Doom Reinforcement Learning
Table of Contents
Doom Reinforcement Learning
About This Project
- Introduction
- Why PPO with CNN?
- Convolutional Neural Network (CNN)
- Proximal Policy Optimization (PPO)
- The Setup
- Gym and VizDoom Setup
- How to Train It?
- How to Test It?
- The Result
- Building ViZDoom from Source
Introduction
This project was done for the class “17348 Machine Learning” and covers reinforcement learning using Proximal Policy Optimization (PPO) and a Convolutional Neural Network (CNN), also defined as a subset of machine learning.

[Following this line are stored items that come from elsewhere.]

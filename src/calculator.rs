//! Renovation budget estimate
//!
//! A pure function of four inputs: apartment area, housing type, design
//! project and demolition. Amounts are whole rubles; intermediate values are
//! kept in kopecks so the secondary-housing surcharge rounds exactly once.

use serde::{Deserialize, Serialize};
use thiserror::Error;

/// Work cost per square metre, rubles
pub const BASE_WORK_RATE: u64 = 18_000;
/// Rough materials cost per square metre, rubles
pub const BASE_MATERIAL_RATE: u64 = 12_000;
/// Work surcharge for secondary housing, percent of the base work cost
pub const SECONDARY_WORK_PERCENT: u64 = 115;
/// Demolition cost per square metre (secondary housing only), rubles
pub const DEMOLITION_RATE: u64 = 2_500;
/// Design project cost per square metre, rubles
pub const DESIGN_RATE: u64 = 2_500;
/// Largest area the calculator accepts, square metres
pub const MAX_AREA: u32 = 150;
/// Area the page starts with
pub const DEFAULT_AREA: u32 = 45;

#[derive(Debug, Error, PartialEq, Eq)]
pub enum CalculatorError {
    #[error("area {area} m² is out of range (0..={max})")]
    AreaOutOfRange { area: u32, max: u32 },
}

/// Calculator inputs
#[derive(Debug, Clone, Copy, PartialEq, Eq, Serialize, Deserialize)]
#[serde(rename_all = "camelCase")]
pub struct CalculatorInput {
    #[serde(default = "default_area")]
    pub area: u32,
    #[serde(default = "default_new_build")]
    pub is_new_build: bool,
    #[serde(default)]
    pub has_design_project: bool,
    /// Only meaningful for secondary housing
    #[serde(default)]
    pub needs_demolition: bool,
}

fn default_area() -> u32 {
    DEFAULT_AREA
}

fn default_new_build() -> bool {
    true
}

impl Default for CalculatorInput {
    fn default() -> Self {
        Self {
            area: DEFAULT_AREA,
            is_new_build: true,
            has_design_project: false,
            needs_demolition: false,
        }
    }
}

impl CalculatorInput {
    /// Drop the demolition flag on new builds, the page hides that switch
    pub fn normalized(self) -> Self {
        Self {
            needs_demolition: self.needs_demolition && !self.is_new_build,
            ..self
        }
    }
}

/// Derived totals, whole rubles
#[derive(Debug, Clone, Copy, PartialEq, Eq, Serialize, Deserialize)]
#[serde(rename_all = "camelCase")]
pub struct Estimate {
    pub work: u64,
    pub materials: u64,
    pub design: u64,
    pub total: u64,
}

/// Compute the estimate for the given inputs
pub fn estimate(input: &CalculatorInput) -> Result<Estimate, CalculatorError> {
    if input.area > MAX_AREA {
        return Err(CalculatorError::AreaOutOfRange {
            area: input.area,
            max: MAX_AREA,
        });
    }

    let input = input.normalized();
    let area = u64::from(input.area);

    let mut work = BASE_WORK_RATE * area * 100;
    if !input.is_new_build {
        work = work * SECONDARY_WORK_PERCENT / 100;
        if input.needs_demolition {
            work += DEMOLITION_RATE * area * 100;
        }
    }

    let materials = BASE_MATERIAL_RATE * area * 100;
    let design = if input.has_design_project {
        DESIGN_RATE * area * 100
    } else {
        0
    };

    Ok(Estimate {
        work: round_kopecks(work),
        materials: round_kopecks(materials),
        design: round_kopecks(design),
        total: round_kopecks(work + materials + design),
    })
}

fn round_kopecks(kopecks: u64) -> u64 {
    (kopecks + 50) / 100
}
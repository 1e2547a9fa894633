use anyhow::Result;
use arc_swap::ArcSwap;
use std::path::{Path, PathBuf};
use std::sync::Arc;
use tokio::sync::broadcast;
use tracing::{error, info, warn};

#[cfg(unix)]
use tokio::signal::unix::{signal, SignalKind};

use crate::config::{self, Config};

/// Shutdown signal types
#[derive(Debug, Clone, Copy)]
pub enum ShutdownSignal {
    /// Graceful shutdown (drain connections, clean up)
    Graceful,
}

/// Setup signal handlers for the server
///
/// Returns a broadcast sender for shutdown signals and a join handle for the signal task
///
/// Handles:
/// - SIGTERM/SIGINT: Graceful shutdown
/// - SIGHUP: Configuration reload from `config_path`
#[cfg(unix)]
pub fn setup_signal_handlers(
    config: Arc<ArcSwap<Config>>,
    config_path: PathBuf,
) -> (broadcast::Sender<ShutdownSignal>, tokio::task::JoinHandle<()>) {
    let (shutdown_tx, _) = broadcast::channel(16);
    let tx_clone = shutdown_tx.clone();

    let handle = tokio::spawn(async move {
        let (mut sigterm, mut sighup) =
            match (signal(SignalKind::terminate()), signal(SignalKind::hangup())) {
                (Ok(sigterm), Ok(sighup)) => (sigterm, sighup),
                (Err(e), _) | (_, Err(e)) => {
                    error!("Failed to install signal handlers, only Ctrl+C will work: {}", e);
                    if tokio::signal::ctrl_c().await.is_ok() {
                        let _ = tx_clone.send(ShutdownSignal::Graceful);
                    }
                    return;
                }
            };

        loop {
            tokio::select! {
                _ = sigterm.recv() => {
                    info!("SIGTERM received, initiating graceful shutdown");
                    let _ = tx_clone.send(ShutdownSignal::Graceful);
                    break;
                }
                _ = tokio::signal::ctrl_c() => {
                    info!("SIGINT received, initiating graceful shutdown");
                    let _ = tx_clone.send(ShutdownSignal::Graceful);
                    break;
                }
                _ = sighup.recv() => {
                    info!("SIGHUP received, reloading configuration");
                    if let Err(e) = reload_config(&config, &config_path) {
                        error!("Failed to reload configuration: {}", e);
                    } else {
                        info!("Configuration reloaded successfully");
                    }
                }
            }
        }
    });

    (shutdown_tx, handle)
}

/// Windows placeholder - signals not fully supported
#[cfg(not(unix))]
pub fn setup_signal_handlers(
    _config: Arc<ArcSwap<Config>>,
    _config_path: PathBuf,
) -> (broadcast::Sender<ShutdownSignal>, tokio::task::JoinHandle<()>) {
    let (shutdown_tx, _) = broadcast::channel(16);
    let tx_clone = shutdown_tx.clone();

    let handle = tokio::spawn(async move {
        // On Windows, only Ctrl+C is supported
        match tokio::signal::ctrl_c().await {
            Ok(()) => {
                info!("Ctrl+C received, initiating shutdown");
                let _ = tx_clone.send(ShutdownSignal::Graceful);
            }
            Err(e) => {
                error!("Failed to listen for Ctrl+C: {}", e);
            }
        }
    });

    (shutdown_tx, handle)
}

/// Reload configuration atomically
///
/// If loading or validation fails, the old configuration stays in place.
/// The bot token, listen address and subscriber file are bound at startup
/// and only change on restart.
fn reload_config(current: &Arc<ArcSwap<Config>>, config_path: &Path) -> Result<()> {
    let new_config = config::load_config(config_path)?;
    let old_config = current.load();

    if new_config.telegram.bot_token != old_config.telegram.bot_token {
        warn!("telegram.bot_token changed; restart the service to use the new token");
    }
    if new_config.server.host != old_config.server.host
        || new_config.server.port != old_config.server.port
    {
        warn!("server address changed; restart the service to rebind");
    }
    if new_config.storage.subscribers_file != old_config.storage.subscribers_file {
        warn!("storage.subscribers_file changed; restart the service to switch files");
    }

    info!(
        "New configuration loaded. Recipients: {}, admins: {}",
        new_config.telegram.recipient_chat_ids.len(),
        new_config.telegram.admin_chat_ids.len()
    );

    current.store(Arc::new(new_config));
    Ok(())
}

#[cfg(test)]
mod tests {
    use super::*;

    fn create_test_config() -> Config {
        let mut cfg = Config::default();
        cfg.telegram.bot_token = "1:test".to_string();
        cfg
    }

    #[tokio::test]
    async fn test_setup_signal_handlers() {
        let config = Arc::new(ArcSwap::from_pointee(create_test_config()));
        let (shutdown_tx, _handle) =
            setup_signal_handlers(config, PathBuf::from("does-not-exist.toml"));

        // Should be able to subscribe to shutdown signals
        let mut rx = shutdown_tx.subscribe();

        shutdown_tx.send(ShutdownSignal::Graceful).unwrap();

        let received = rx.recv().await.unwrap();
        assert!(matches!(received, ShutdownSignal::Graceful));
    }

    #[test]
    fn test_reload_keeps_old_config_on_error() {
        let mut bad = tempfile::Builder::new().suffix(".toml").tempfile().unwrap();
        std::io::Write::write_all(&mut bad, b"[messages]\nutc_offset_minutes = 100000\n").unwrap();

        let config = Arc::new(ArcSwap::from_pointee(create_test_config()));
        let result = reload_config(&config, bad.path());

        assert!(result.is_err());
        assert_eq!(config.load().messages.utc_offset_minutes, 180);
    }

    #[test]
    fn test_reload_swaps_recipients() {
        let mut good = tempfile::Builder::new().suffix(".toml").tempfile().unwrap();
        std::io::Write::write_all(
            &mut good,
            b"[telegram]\nbot_token = \"1:test\"\nrecipient_chat_ids = [\"5\", \"6\"]\n",
        )
        .unwrap();

        let config = Arc::new(ArcSwap::from_pointee(create_test_config()));
        reload_config(&config, good.path()).unwrap();
        assert_eq!(config.load().telegram.recipient_chat_ids, vec!["5", "6"]);
    }
}
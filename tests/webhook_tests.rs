/// End-to-end tests through the HTTP router: bot commands, submissions and
/// webhook registration, with the Bot API mocked
use arc_swap::ArcSwap;
use axum::{
    body::{to_bytes, Body},
    http::{Request, StatusCode},
    Router,
};
use httpmock::prelude::*;
use lead_relay::{
    bot::{goodbye_text, welcome_text},
    config::Config,
    handlers::AppState,
    server::create_router,
    store::SubscriberStore,
};
use serde_json::{json, Value};
use std::sync::Arc;
use tempfile::TempDir;
use tower::ServiceExt;

const TOKEN: &str = "2000:hook-token";
const ADMIN: &str = "615369157";

fn test_config(server: &MockServer, dir: &TempDir) -> Config {
    let mut cfg = Config::default();
    cfg.telegram.bot_token = TOKEN.to_string();
    cfg.telegram.api_base_url = server.base_url();
    cfg.telegram.admin_chat_ids = vec![ADMIN.to_string()];
    cfg.storage.subscribers_file = dir.path().join("subscribers.json");
    cfg
}

fn app(config: &Config) -> Router {
    let state = AppState::new(
        Arc::new(ArcSwap::from_pointee(config.clone())),
        reqwest::Client::new(),
    );
    create_router(config, state, None)
}

fn update(chat_id: i64, text: &str) -> Value {
    json!({
        "update_id": 1,
        "message": {
            "message_id": 7,
            "from": {"id": chat_id, "is_bot": false, "first_name": "Анна", "username": "anna"},
            "chat": {"id": chat_id, "type": "private"},
            "date": 1760000000,
            "text": text
        }
    })
}

async fn post_json(app: &Router, uri: &str, body: Value) -> (StatusCode, Value) {
    let response = app
        .clone()
        .oneshot(
            Request::post(uri)
                .header("content-type", "application/json")
                .body(Body::from(body.to_string()))
                .unwrap(),
        )
        .await
        .unwrap();
    let status = response.status();
    let bytes = to_bytes(response.into_body(), 1024 * 1024).await.unwrap();
    (status, serde_json::from_slice(&bytes).unwrap_or(Value::Null))
}

fn send_path() -> String {
    format!("/bot{}/sendMessage", TOKEN)
}

#[tokio::test]
async fn test_start_then_stop_round_trip() {
    let server = MockServer::start_async().await;
    let dir = TempDir::new().unwrap();
    let config = test_config(&server, &dir);
    let app = app(&config);
    let store = SubscriberStore::new(config.storage.subscribers_file.clone());

    let welcome = server
        .mock_async(|when, then| {
            when.method(POST).path(send_path()).json_body(json!({
                "chat_id": "77",
                "text": welcome_text("Культура Метров"),
                "parse_mode": "HTML"
            }));
            then.status(200).json_body(json!({"ok": true}));
        })
        .await;
    let goodbye = server
        .mock_async(|when, then| {
            when.method(POST).path(send_path()).json_body(json!({
                "chat_id": "77",
                "text": goodbye_text("Культура Метров"),
                "parse_mode": "HTML"
            }));
            then.status(200).json_body(json!({"ok": true}));
        })
        .await;
    let not_subscribed = server
        .mock_async(|when, then| {
            when.method(POST).path(send_path()).json_body(json!({
                "chat_id": "77",
                "text": "❌ Вы не были подписаны на уведомления.",
                "parse_mode": "HTML"
            }));
            then.status(200).json_body(json!({"ok": true}));
        })
        .await;

    let (status, body) = post_json(&app, "/telegram/webhook", update(77, "/start")).await;
    assert_eq!(status, StatusCode::OK);
    assert_eq!(body["ok"], true);

    // A second /start keeps a single entry
    post_json(&app, "/telegram/webhook", update(77, "/start")).await;

    let subscribers = store.load().await.unwrap();
    assert_eq!(subscribers.len(), 1);
    assert_eq!(subscribers[0].chat_id, "77");
    assert_eq!(subscribers[0].username.as_deref(), Some("anna"));
    welcome.assert_hits_async(2).await;

    post_json(&app, "/telegram/webhook", update(77, "/stop")).await;
    assert!(store.load().await.unwrap().is_empty());
    goodbye.assert_async().await;

    post_json(&app, "/telegram/webhook", update(77, "/stop")).await;
    not_subscribed.assert_async().await;
}

#[tokio::test]
async fn test_stats_only_for_admins() {
    let server = MockServer::start_async().await;
    let dir = TempDir::new().unwrap();
    let config = test_config(&server, &dir);
    let app = app(&config);

    let sends = server
        .mock_async(|when, then| {
            when.method(POST).path(send_path());
            then.status(200).json_body(json!({"ok": true}));
        })
        .await;

    let (status, _) = post_json(&app, "/telegram/webhook", update(99, "/stats")).await;
    assert_eq!(status, StatusCode::OK);
    sends.assert_hits_async(0).await;

    post_json(
        &app,
        "/telegram/webhook",
        update(ADMIN.parse().unwrap(), "/stats"),
    )
    .await;
    sends.assert_hits_async(1).await;
}

#[tokio::test]
async fn test_plain_text_is_ignored() {
    let server = MockServer::start_async().await;
    let dir = TempDir::new().unwrap();
    let config = test_config(&server, &dir);
    let app = app(&config);

    let any_send = server
        .mock_async(|when, then| {
            when.method(POST).path(send_path());
            then.status(200).json_body(json!({"ok": true}));
        })
        .await;

    let (status, body) = post_json(&app, "/telegram/webhook", update(5, "hello")).await;
    assert_eq!(status, StatusCode::OK);
    assert_eq!(body["ok"], true);
    any_send.assert_hits_async(0).await;
}

#[tokio::test]
async fn test_submission_endpoint_reports_delivery() {
    let server = MockServer::start_async().await;
    let dir = TempDir::new().unwrap();
    let mut config = test_config(&server, &dir);
    config.telegram.recipient_chat_ids = vec![ADMIN.to_string(), "-1003806704116".to_string()];
    let app = app(&config);

    let mock = server
        .mock_async(|when, then| {
            when.method(POST).path(send_path());
            then.status(200).json_body(json!({"ok": true}));
        })
        .await;

    let (status, body) = post_json(
        &app,
        "/api/submissions",
        json!({
            "formType": "engineer",
            "name": "Олег",
            "phone": "+7 912 000-11-22",
            "comment": "После 18:00"
        }),
    )
    .await;

    assert_eq!(status, StatusCode::OK);
    assert_eq!(body["success"], true);
    assert_eq!(body["recipients"], 2);
    assert_eq!(body["delivered"], 2);
    mock.assert_hits_async(2).await;
}

#[tokio::test]
async fn test_submission_without_recipients_is_bad_gateway() {
    let server = MockServer::start_async().await;
    let dir = TempDir::new().unwrap();
    let config = test_config(&server, &dir);
    let app = app(&config);

    let (status, body) = post_json(
        &app,
        "/api/submissions",
        json!({"formType": "contact", "name": "Анна", "phone": "1"}),
    )
    .await;

    assert_eq!(status, StatusCode::BAD_GATEWAY);
    assert_eq!(body["success"], false);
    assert_eq!(body["recipients"], 0);
}

#[tokio::test]
async fn test_set_and_delete_webhook_endpoints() {
    let server = MockServer::start_async().await;
    let dir = TempDir::new().unwrap();
    let config = test_config(&server, &dir);
    let app = app(&config);

    let set_mock = server
        .mock_async(|when, then| {
            when.method(POST)
                .path(format!("/bot{}/setWebhook", TOKEN))
                .json_body(json!({
                    "url": "https://example.com/telegram/webhook",
                    "allowed_updates": ["message"]
                }));
            then.status(200).json_body(json!({"ok": true, "result": true}));
        })
        .await;
    let delete_mock = server
        .mock_async(|when, then| {
            when.method(POST).path(format!("/bot{}/deleteWebhook", TOKEN));
            then.status(200).json_body(json!({"ok": true, "result": true}));
        })
        .await;

    let (status, body) = post_json(
        &app,
        "/webhook/set",
        json!({"url": "https://example.com/telegram/webhook"}),
    )
    .await;
    assert_eq!(status, StatusCode::OK);
    assert_eq!(body["success"], true);
    assert_eq!(body["url"], "https://example.com/telegram/webhook");

    let (status, body) = post_json(&app, "/webhook/delete", json!({})).await;
    assert_eq!(status, StatusCode::OK);
    assert_eq!(body["success"], true);

    set_mock.assert_async().await;
    delete_mock.assert_async().await;
}

#[tokio::test]
async fn test_set_webhook_rejected_by_api() {
    let server = MockServer::start_async().await;
    let dir = TempDir::new().unwrap();
    let config = test_config(&server, &dir);
    let app = app(&config);

    server
        .mock_async(|when, then| {
            when.method(POST).path(format!("/bot{}/setWebhook", TOKEN));
            then.status(400).json_body(json!({
                "ok": false,
                "description": "Bad Request: bad webhook: HTTPS url must be provided for webhook"
            }));
        })
        .await;

    let (status, body) = post_json(
        &app,
        "/webhook/set",
        json!({"url": "http://insecure.example.com"}),
    )
    .await;
    assert_eq!(status, StatusCode::OK);
    assert_eq!(body["success"], false);
    assert_eq!(body["url"], "http://insecure.example.com");
}

#[tokio::test]
async fn test_delete_webhook_upstream_failure() {
    let server = MockServer::start_async().await;
    let dir = TempDir::new().unwrap();
    let config = test_config(&server, &dir);
    let app = app(&config);

    server
        .mock_async(|when, then| {
            when.method(POST).path(format!("/bot{}/deleteWebhook", TOKEN));
            then.status(401)
                .json_body(json!({"ok": false, "description": "Unauthorized"}));
        })
        .await;

    let (status, body) = post_json(&app, "/webhook/delete", json!({})).await;
    assert_eq!(status, StatusCode::OK);
    assert_eq!(body["success"], false);
}

#[tokio::test]
async fn test_set_webhook_unreachable_api() {
    let dir = TempDir::new().unwrap();
    let mut config = Config::default();
    config.telegram.bot_token = TOKEN.to_string();
    config.telegram.api_base_url = "http://127.0.0.1:9".to_string();
    config.storage.subscribers_file = dir.path().join("subscribers.json");
    let app = app(&config);

    let (status, body) = post_json(
        &app,
        "/webhook/set",
        json!({"url": "https://example.com/telegram/webhook"}),
    )
    .await;
    assert_eq!(status, StatusCode::OK);
    assert_eq!(body["success"], false);
    assert_eq!(body["url"], "https://example.com/telegram/webhook");
}
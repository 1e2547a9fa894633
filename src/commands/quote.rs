use anyhow::Result;
use colored::Colorize;
use lead_relay::{
    calculator::{self, CalculatorInput},
    format::format_rubles,
};

/// Execute the quote command
pub fn execute(area: u32, secondary: bool, design: bool, demolition: bool) -> Result<()> {
    let input = CalculatorInput {
        area,
        is_new_build: !secondary,
        has_design_project: design,
        needs_demolition: demolition,
    };
    if demolition && !secondary {
        println!("{}", "Demolition only applies to secondary housing, ignoring".yellow());
    }

    let estimate = calculator::estimate(&input)?;

    println!("{}", "Estimate:".bold());
    println!(
        "  {}: {} m², {}",
        "Apartment".cyan(),
        area,
        if secondary { "secondary housing" } else { "new build" }
    );
    println!("  {}: {} ₽", "Work".cyan(), format_rubles(estimate.work));
    println!("  {}: {} ₽", "Materials".cyan(), format_rubles(estimate.materials));
    if design {
        println!("  {}: {} ₽", "Design project".cyan(), format_rubles(estimate.design));
    }
    println!("  {}: {} ₽", "Total".green().bold(), format_rubles(estimate.total));

    Ok(())
}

The CNN can also be classified as my ActorCriticPolicy.
Why PPO with CNN?
Using PPO with CNN for training in Doom combines the strengths of both methods: CNNs are great at understanding the visual parts of the game, while PPO ensures that the learning process is stable and efficient, helping the agent to perform well in the game’s complex and changing scenarios.
What is Convolutional Neural Network (CNN)
A CNN is a type of deep neural network designed for analyzing visual data. It employs convolutional layers to automatically learn hierarchical representations of features within the input data.
What is Proximal Policy Optimization (PPO)
PPO is a reinforcement learning algorithm that balances stability and sample efficiency by constraining policy updates. It achieves this through clipping policy gradients and employing an adaptive learning rate.
The Setup
The network has been trained on is deadly_corridor.wad, but the config has been altered to the following:
doom_scenario_path = deadly_corridor.wad
# Skill from 1 - 5. 5 being the hardest
doom_skill = 5
# Rewards
death_penalty = 100
living_reward = +1
# Rendering options
screen_resolution = RES_320X240
screen_format = CRCGCB
render_hud = true
render_crosshair = false
render_weapon = true
render_decals = false
render_particles = false
window_visible = true
episode_timeout = 2100
# Available buttons
available_buttons =
{
MOVE_LEFT
MOVE_RIGHT
ATTACK
MOVE_FORWARD
MOVE_BACKWARD
TURN_LEFT
TURN_RIGHT
}
# Game variables that will be in the state
available_game_variables = { HEALTH DAMAGE_TAKEN HITCOUNT SELECTED_WEAPON_AMMO }
mode = PLAYERInside the .wsd file, a goal and internal reward are set. In this case, it will also receive rewards for going north with the armor being the primary goal. Now, to get there on level 5 skill, it needs to shoot and kill all the guards to get to the armor. If the skill level is set to 1, the actor will just run past the guards and win that way; the same strategy cannot be used here as the actor will die on its way to the goal.
As defined in the documentation in stable_baselines3, the network consists of 2 layers of 64 nodes each.
Gym and Vizdoom setup
The Gym Environment library provides basic methods like step(), reset(), render(), and close(), which are essential for interactions between an agent and its environment in reinforcement learning projects. These methods handle fundamental functionalities such as performing actions in the environment, resetting it, visualizing the process, and shutting it down (otherwise, they would just run in the background without any context).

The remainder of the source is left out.